According to Pray, the mayor’s office has not budged on the unions’ request for more flexibility for jobs that don’t require an in-office presence.
Another issue, city employees say, is that their overall compensation—dictated by pay ranges, or “bands,” and “steps” within those bands—is far below market rate in Seattle, which means people are constantly leaving tl he city for other jobs. Pray said the coalition of unions asked for market adjustments for a “small percent” of the workers they represent, but “we’re seeing very, very little movement on that front.”
Engineers like Brooks make some of the least competitive wages in the city—about 17 percent less than their private market equivalents, a recent city-commissioned market analysis found. As a result, Brooks said, “engineers are leaving left and right,” and “we can’t hire quality new engineers, whether experienced or just out of school,” because they can make much more in the private sector. “We are not a competitive employer at this point.”
Employees with Ingram’s job classification start at around $58,000 a year and max out at $65,000; increasing their wages one percent would add just $22 to $25 to their twice-monthly paychecks. Ingram, who is Black, said it’s ironic to hear Harrell talk about the need for racial equity in compensation and hiring when many public-facing and administrative jobs like hers, which are held mostly by women of color, are “significantly under market.” By lowering the real wages of workers like her, “He’s actually doing the opposite of what he says he wants to do,” Ingram said.
Starting in 2025, the city is facing a “structural” budget shortfall—that is, a gap between revenues and projected spending—of more than $200 million a year, as temporary federal funding for programs begun during the COVID pandemic goes away. “The mayor is saying ‘I’ve got a $200 million shortfall that I need to fix,” Pray said. “But every other municipality and county in this region also went through COVID and has those same issues,” and only the city of Seattle is refusing to meaningfully raise workers’ wages.
Since he started at PROTEC17 in 2017, Pray added, “we have seen the roller coaster of the economy being really great and really bad, and I have never not heard that the city is broke.” The city council is currently considering a list of revenue options that could help close the gap, including expansion of the JumpStart payroll tax on the city’s largest high-paying companies, a capital gains tax, and a tax on companies with outsized CEO pay.

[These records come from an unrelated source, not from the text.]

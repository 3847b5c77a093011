pub mod admin_state;
pub mod auth;
pub mod configuration;
pub mod error;
pub mod middleware;
pub mod routes;
pub mod startup;
pub mod store;
pub mod telemetry;
pub mod validators;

Meanwhile, weekly negotiating sessions continue—as do plans for a rally of city workers on the steps of City Hall at 3:30pm on September 19. Employees are being asked to take leave to attend the rally, but a future strike isn’t out of the question.
Even a one-day citywide strike would be unprecedented. State law does not explicitly grant the right to strike, and former attorney general Rob McKenna issued an opinion in 2006 saying public employees “do not have a legally protected right to strike.” Nonetheless, teachers’ strikes happen regularly, often with significant public support. In LA, thousands of workers went on a one-day strike earlier this month to protest what they called unfair labor practices during contract negotiations, although the impact of the action on the contract itself remains to be seen.
Here in Seattle, “in terms of a strike,we’re just not there right now,” Pray said. “We are putting all of our energy into this rally and seeing what kind of movement we can get” from the city.
“Nobody wants to be on strike,” Pray continued. “And we think we can get a fair contract without having to do that. But with that being said, you can’t just [accept] something that is super subpar.”